XVIe s. Les courages des ennemis sont abbattus, Montaigne, I, 24. Un mauvais luicteur se feit medecin : courage, lui dict Diogenes ; tu as raison ; tu mettras à cette heure en terre ceulx qui t'y ont mis aultrefois, Montaigne, III, 210. Remplissant des haines parricides les courages fraternels, Montaigne, IV, 201. Epaminondas, sans faire semblant de rien, avoit de longue main conduit la prattique de lever le courage aux jeunes hommes Thebains, Amyot, Pélop. 13. Il feit renaistre ès courages des soudards une envie de se trouver aux prises…, Amyot, Pélop. et Marcel. comp. 3. Philopoemen le laissa dire, combien qu'il en fust fort despit en son courage [intérieurement], Amyot, Philop. 30. …Un que je sceusse avoir courage lasche, Amyot, Comment disc. le flatte. 58. Un bon courage decore visage, Leroux de Lincy, Prov. t. II, p. 430.

ÉTYMOLOGIE

Bourguig. coraige ; provenç. et catal. coratge ; espagn. corage ; portug. coragem ; ital. coraggio ; d'une forme coraticum (comme le prouvent le tg du provençal et le double g de l'italien), dérivée de cor, cœur.

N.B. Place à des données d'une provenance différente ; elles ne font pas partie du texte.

//! Reviewer capability interface.
//!
//! Each pipeline role (drafting, clinical critic, safety guardian, empathy)
//! is an external collaborator behind a single trait. A capability receives
//! an immutable session snapshot plus a distilled [`RoleContext`] and
//! returns a proposed [`CapabilityDelta`]; it never mutates session state
//! itself. The supervisor applies the delta at commit time.
//!
//! Calls are wrapped in a wall-clock timeout and a bounded transient-retry
//! loop. Exhausting the retry budget escalates the failure to
//! [`CapabilityError::Rejected`], which drives the session to FAILED.

use std::collections::HashMap;
use std::sync::Arc;
use std::time::Duration;

use async_trait::async_trait;
use serde::{Deserialize, Serialize};
use tracing::warn;

use crate::config::ScoreThresholds;
use crate::errors::CapabilityError;
use crate::session::{DebateMessageType, FlagSeverity, FlagType, Role, Session};

/// Distilled per-call context handed to a capability alongside the full
/// session snapshot.
#[derive(Debug, Clone, PartialEq, Serialize, Deserialize)]
pub struct RoleContext {
    pub role: Role,
    pub iteration: u32,
    pub thresholds: ScoreThresholds,
    /// Aggregated gate feedback and human rejection feedback from earlier
    /// passes, oldest first.
    pub revision_notes: Vec<String>,
    #[serde(default, skip_serializing_if = "Option::is_none")]
    pub human_feedback: Option<String>,
}

impl RoleContext {
    /// Build the context for invoking `role` against `session`.
    pub fn for_session(session: &Session, role: Role) -> Self {
        Self {
            role,
            iteration: session.iteration_count,
            thresholds: session.config.thresholds,
            revision_notes: session.revision_notes.clone(),
            human_feedback: session.human_feedback.clone(),
        }
    }
}

/// A proposed replacement draft.
#[derive(Debug, Clone, PartialEq, Serialize, Deserialize)]
pub struct DraftProposal {
    pub content: String,
    #[serde(default, skip_serializing_if = "Option::is_none")]
    pub changes_summary: Option<String>,
}

/// A proposed finding; the supervisor stamps role, iteration, and timestamp.
#[derive(Debug, Clone, PartialEq, Serialize, Deserialize)]
pub struct FindingProposal {
    /// 0-10 scale; clamped on application.
    pub score: f64,
    pub narrative: String,
    #[serde(default)]
    pub suggestions: Vec<String>,
}

/// A proposed safety flag; the supervisor assigns its id and timestamp.
#[derive(Debug, Clone, PartialEq, Serialize, Deserialize)]
pub struct FlagProposal {
    pub flag_type: FlagType,
    pub severity: FlagSeverity,
    pub details: String,
}

/// The debate message every capability call contributes.
#[derive(Debug, Clone, PartialEq, Serialize, Deserialize)]
pub struct DebateMessage {
    #[serde(default, skip_serializing_if = "Option::is_none")]
    pub to_role: Option<Role>,
    pub message: String,
    pub message_type: DebateMessageType,
}

impl DebateMessage {
    /// Broadcast message with the given type.
    pub fn broadcast(message: impl Into<String>, message_type: DebateMessageType) -> Self {
        Self {
            to_role: None,
            message: message.into(),
            message_type,
        }
    }
}

/// The delta a capability proposes for one pipeline pass.
#[derive(Debug, Clone, PartialEq, Serialize, Deserialize)]
pub struct CapabilityDelta {
    #[serde(default, skip_serializing_if = "Option::is_none")]
    pub updated_draft: Option<DraftProposal>,
    #[serde(default, skip_serializing_if = "Option::is_none")]
    pub finding: Option<FindingProposal>,
    #[serde(default)]
    pub flags: Vec<FlagProposal>,
    pub debate_message: DebateMessage,
}

impl CapabilityDelta {
    /// Delta carrying only a debate message.
    pub fn new(debate_message: DebateMessage) -> Self {
        Self {
            updated_draft: None,
            finding: None,
            flags: Vec::new(),
            debate_message,
        }
    }

    pub fn with_draft(mut self, content: impl Into<String>, summary: Option<String>) -> Self {
        self.updated_draft = Some(DraftProposal {
            content: content.into(),
            changes_summary: summary,
        });
        self
    }

    pub fn with_finding(mut self, score: f64, narrative: impl Into<String>) -> Self {
        self.finding = Some(FindingProposal {
            score,
            narrative: narrative.into(),
            suggestions: Vec::new(),
        });
        self
    }

    pub fn with_suggestions(mut self, suggestions: Vec<String>) -> Self {
        if let Some(ref mut finding) = self.finding {
            finding.suggestions = suggestions;
        }
        self
    }

    pub fn with_flag(mut self, flag_type: FlagType, severity: FlagSeverity, details: &str) -> Self {
        self.flags.push(FlagProposal {
            flag_type,
            severity,
            details: details.to_string(),
        });
        self
    }
}

/// External evaluator for one reviewer role.
#[async_trait]
pub trait ReviewerCapability: Send + Sync {
    /// The role this capability implements.
    fn role(&self) -> Role;

    /// Evaluate the snapshot and return a proposed delta.
    ///
    /// Implementations must not hold references into the snapshot beyond
    /// the call and must signal failures through [`CapabilityError`]
    /// rather than panicking.
    async fn evaluate(
        &self,
        snapshot: &Session,
        context: &RoleContext,
    ) -> Result<CapabilityDelta, CapabilityError>;
}

/// Static registry mapping the closed reviewer-role set to capability
/// implementations.
#[derive(Default)]
pub struct CapabilityRegistry {
    capabilities: HashMap<Role, Arc<dyn ReviewerCapability>>,
}

impl CapabilityRegistry {
    pub fn new() -> Self {
        Self::default()
    }

    /// Register a capability under its own role. Non-reviewer roles are
    /// ignored; supervisor and human actions never dispatch through the
    /// registry.
    pub fn register(mut self, capability: Arc<dyn ReviewerCapability>) -> Self {
        let role = capability.role();
        if role.is_reviewer() {
            self.capabilities.insert(role, capability);
        } else {
            warn!(role = %role, "ignoring capability registration for non-reviewer role");
        }
        self
    }

    pub fn get(&self, role: Role) -> Option<Arc<dyn ReviewerCapability>> {
        self.capabilities.get(&role).cloned()
    }

    /// Check if all four reviewer roles are registered.
    pub fn is_complete(&self) -> bool {
        Role::reviewers()
            .iter()
            .all(|role| self.capabilities.contains_key(role))
    }

    /// Roles still missing a capability.
    pub fn missing_roles(&self) -> Vec<Role> {
        Role::reviewers()
            .into_iter()
            .filter(|role| !self.capabilities.contains_key(role))
            .collect()
    }
}

/// Invoke a capability under the session's timeout and retry policy.
///
/// Transient failures (timeout, `Failure`) are retried up to `retries`
/// additional attempts. A `Rejected` failure is returned immediately.
/// Exhausting the transient budget escalates to `Rejected`.
pub(crate) async fn invoke_with_policy(
    capability: &dyn ReviewerCapability,
    snapshot: &Session,
    context: &RoleContext,
    timeout: Duration,
    retries: u32,
) -> Result<CapabilityDelta, CapabilityError> {
    let attempts = retries.saturating_add(1);
    let mut last_transient = String::new();

    for attempt in 1..=attempts {
        let outcome = tokio::time::timeout(timeout, capability.evaluate(snapshot, context)).await;
        match outcome {
            Ok(Ok(delta)) => return Ok(delta),
            Ok(Err(err)) if err.is_transient() => {
                warn!(
                    role = %context.role,
                    attempt,
                    attempts,
                    error = %err,
                    "transient capability failure"
                );
                last_transient = err.to_string();
            }
            Ok(Err(err)) => return Err(err),
            Err(_) => {
                warn!(
                    role = %context.role,
                    attempt,
                    attempts,
                    timeout_secs = timeout.as_secs(),
                    "capability call timed out"
                );
                last_transient = CapabilityError::Timeout.to_string();
            }
        }
    }

    Err(CapabilityError::Rejected {
        reason: format!(
            "transient failure budget exhausted after {} attempts: {}",
            attempts, last_transient
        ),
    })
}
//! Supervisor state machine.
//!
//! The supervisor owns the routing policy: which role acts in each status,
//! which status follows a completed review, and what the quality gate
//! decides at EVALUATE. All legal edges are enumerated in a static
//! transition table so every path is checkable; the engine and the approval
//! gate both validate against it before committing.
//!
//! Gate policy: the thresholds are evaluated against findings of the
//! current iteration only, and any unresolved flag of high or critical
//! severity blocks promotion regardless of scores.

use chrono::Utc;
use tracing::{debug, info, warn};

use crate::capability::CapabilityDelta;
use crate::session::{
    DebateEntry, DebateMessageType, FailureInfo, ReviewFinding, Role, RoutingDecision, SafetyFlag,
    Session, SessionStatus,
};
use uuid::Uuid;

/// Outcome of the quality gate at EVALUATE.
#[derive(Debug, Clone, Copy, PartialEq, Eq)]
pub enum GateOutcome {
    /// Thresholds met, no blocking flags. Halt for human review.
    Promote,
    /// Thresholds unmet, iteration budget remains. Another pass.
    Revise,
    /// Thresholds unmet, iteration budget exhausted. Halt for human review
    /// with the forced-escalation marker set.
    Escalate,
}

/// Gate outcome plus the evidence behind it.
#[derive(Debug, Clone)]
pub struct GateEvaluation {
    pub outcome: GateOutcome,
    /// Human-readable reasons the gate did not pass; empty on `Promote`.
    pub unmet: Vec<String>,
}

impl GateEvaluation {
    /// One-line reasoning string for logs and the decision record.
    pub fn reasoning(&self) -> String {
        match self.outcome {
            GateOutcome::Promote => "all thresholds met with no blocking flags".to_string(),
            GateOutcome::Revise => format!("thresholds unmet: {}", self.unmet.join("; ")),
            GateOutcome::Escalate => format!(
                "iteration budget exhausted with thresholds unmet: {}",
                self.unmet.join("; ")
            ),
        }
    }
}

/// Stateless routing and gating policy.
pub struct Supervisor;
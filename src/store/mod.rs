//! Session and checkpoint persistence.
//!
//! The store is the only shared mutable resource in the system. All
//! mutation flows through `compare_and_swap` on the session's version
//! token, and every successful commit appends exactly one checkpoint in the
//! same critical section, so the chain and the session head can never
//! diverge. A session is the logical projection of the latest checkpoint
//! in its chain.
//!
//! Two implementations are provided: [`MemoryStore`] for tests and
//! transports that persist elsewhere, and [`SqliteStore`] for durable
//! single-node deployments.

mod memory;
mod sqlite;

pub use memory::MemoryStore;
pub use sqlite::SqliteStore;

use async_trait::async_trait;
use chrono::{DateTime, Utc};
use serde::{Deserialize, Serialize};
use uuid::Uuid;

use crate::errors::StoreError;
use crate::session::{Session, SessionId};

/// Stable identity of a checkpoint.
pub type CheckpointId = Uuid;

/// Version tag embedded in every serialized snapshot.
pub const SNAPSHOT_FORMAT_VERSION: u32 = 1;

/// Immutable snapshot of a session at one committed mutation.
///
/// Checkpoints form a singly-linked append-only chain per session; the
/// chain is the audit trail and the resumability substrate. A forked
/// session's first checkpoint points at a checkpoint of the source
/// session, so ancestry is shared rather than copied.
#[derive(Debug, Clone, PartialEq, Serialize, Deserialize)]
pub struct Checkpoint {
    pub session_id: SessionId,
    pub checkpoint_id: CheckpointId,
    #[serde(default, skip_serializing_if = "Option::is_none")]
    pub parent_checkpoint_id: Option<CheckpointId>,
    pub snapshot: Session,
    pub created_at: DateTime<Utc>,
}

/// Read and atomically mutate sessions.
#[async_trait]
pub trait SessionStore: Send + Sync {
    /// Register a new session and write its genesis checkpoint. The session
    /// must be at version 0.
    async fn create(&self, session: Session) -> Result<Session, StoreError>;

    /// Load the session projected from the latest checkpoint.
    async fn load(&self, session_id: SessionId) -> Result<Session, StoreError>;

    /// Atomically commit `next` iff the stored version equals
    /// `expected_version`, else fail with `StaleState`.
    ///
    /// The store bumps the version and refreshes `updated_at` itself, so
    /// callers pass `next` with their domain mutations only. The checkpoint
    /// for the commit is appended in the same critical section; the
    /// returned pair is the committed session and its checkpoint id.
    async fn compare_and_swap(
        &self,
        session_id: SessionId,
        expected_version: u64,
        next: Session,
    ) -> Result<(Session, CheckpointId), StoreError>;
}

/// Append-only checkpoint chains.
#[async_trait]
pub trait CheckpointStore: Send + Sync {
    /// Append a snapshot whose parent must be the current head of the
    /// session's chain, else fail with `ParentConflict`.
    async fn append(
        &self,
        session_id: SessionId,
        parent_checkpoint_id: Option<CheckpointId>,
        snapshot: Session,
    ) -> Result<CheckpointId, StoreError>;

    /// The head checkpoint of the session's chain.
    async fn latest(&self, session_id: SessionId) -> Result<Checkpoint, StoreError>;

    /// Full chain oldest-first, including ancestry shared with a fork
    /// source.
    async fn history(&self, session_id: SessionId) -> Result<Vec<Checkpoint>, StoreError>;

    /// Restartable page of the chain: up to `limit` checkpoints strictly
    /// after `after` (or from the oldest when `after` is `None`),
    /// oldest-first. Resume by passing the last returned checkpoint id.
    async fn history_page(
        &self,
        session_id: SessionId,
        after: Option<CheckpointId>,
        limit: usize,
    ) -> Result<Vec<Checkpoint>, StoreError>;

    /// Start a new session lineage from an existing checkpoint.
    ///
    /// The new session gets a fresh id and version 0 but otherwise equals
    /// the snapshot at `checkpoint_id`; its genesis checkpoint's parent is
    /// that checkpoint, so prior history stays reachable for audit.
    async fn fork_from(&self, checkpoint_id: CheckpointId) -> Result<Session, StoreError>;
}

/// Combined store surface consumed by the engine and the approval gate.
pub trait WorkflowStore: SessionStore + CheckpointStore {}

impl<T: SessionStore + CheckpointStore> WorkflowStore for T {}

/// Rebind a snapshot as the head of a forked lineage.
pub(crate) fn fork_session(snapshot: &Session) -> Session {
    let mut forked = snapshot.clone();
    forked.session_id = Uuid::new_v4();
    forked.version = 0;
    forked.updated_at = Utc::now();
    forked
}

Palsgrave, p. 62, au XVIe siècle, dit qu'on prononçait couraige.

SUPPLÉMENT AU DICTIONNAIRE

COURAGE. - REM. J. J. Rousseau a dit : Faire bon courage, pour : garder bon courage. Cependant je fais bon courage autant que je le puis, Rousseau, Lett. à Mme Warens, 1737, Correspondance, t. XVIII, p. 39, de l'édit. Mussay-Pathay, 1824. C'est un italianisme : far coraggio.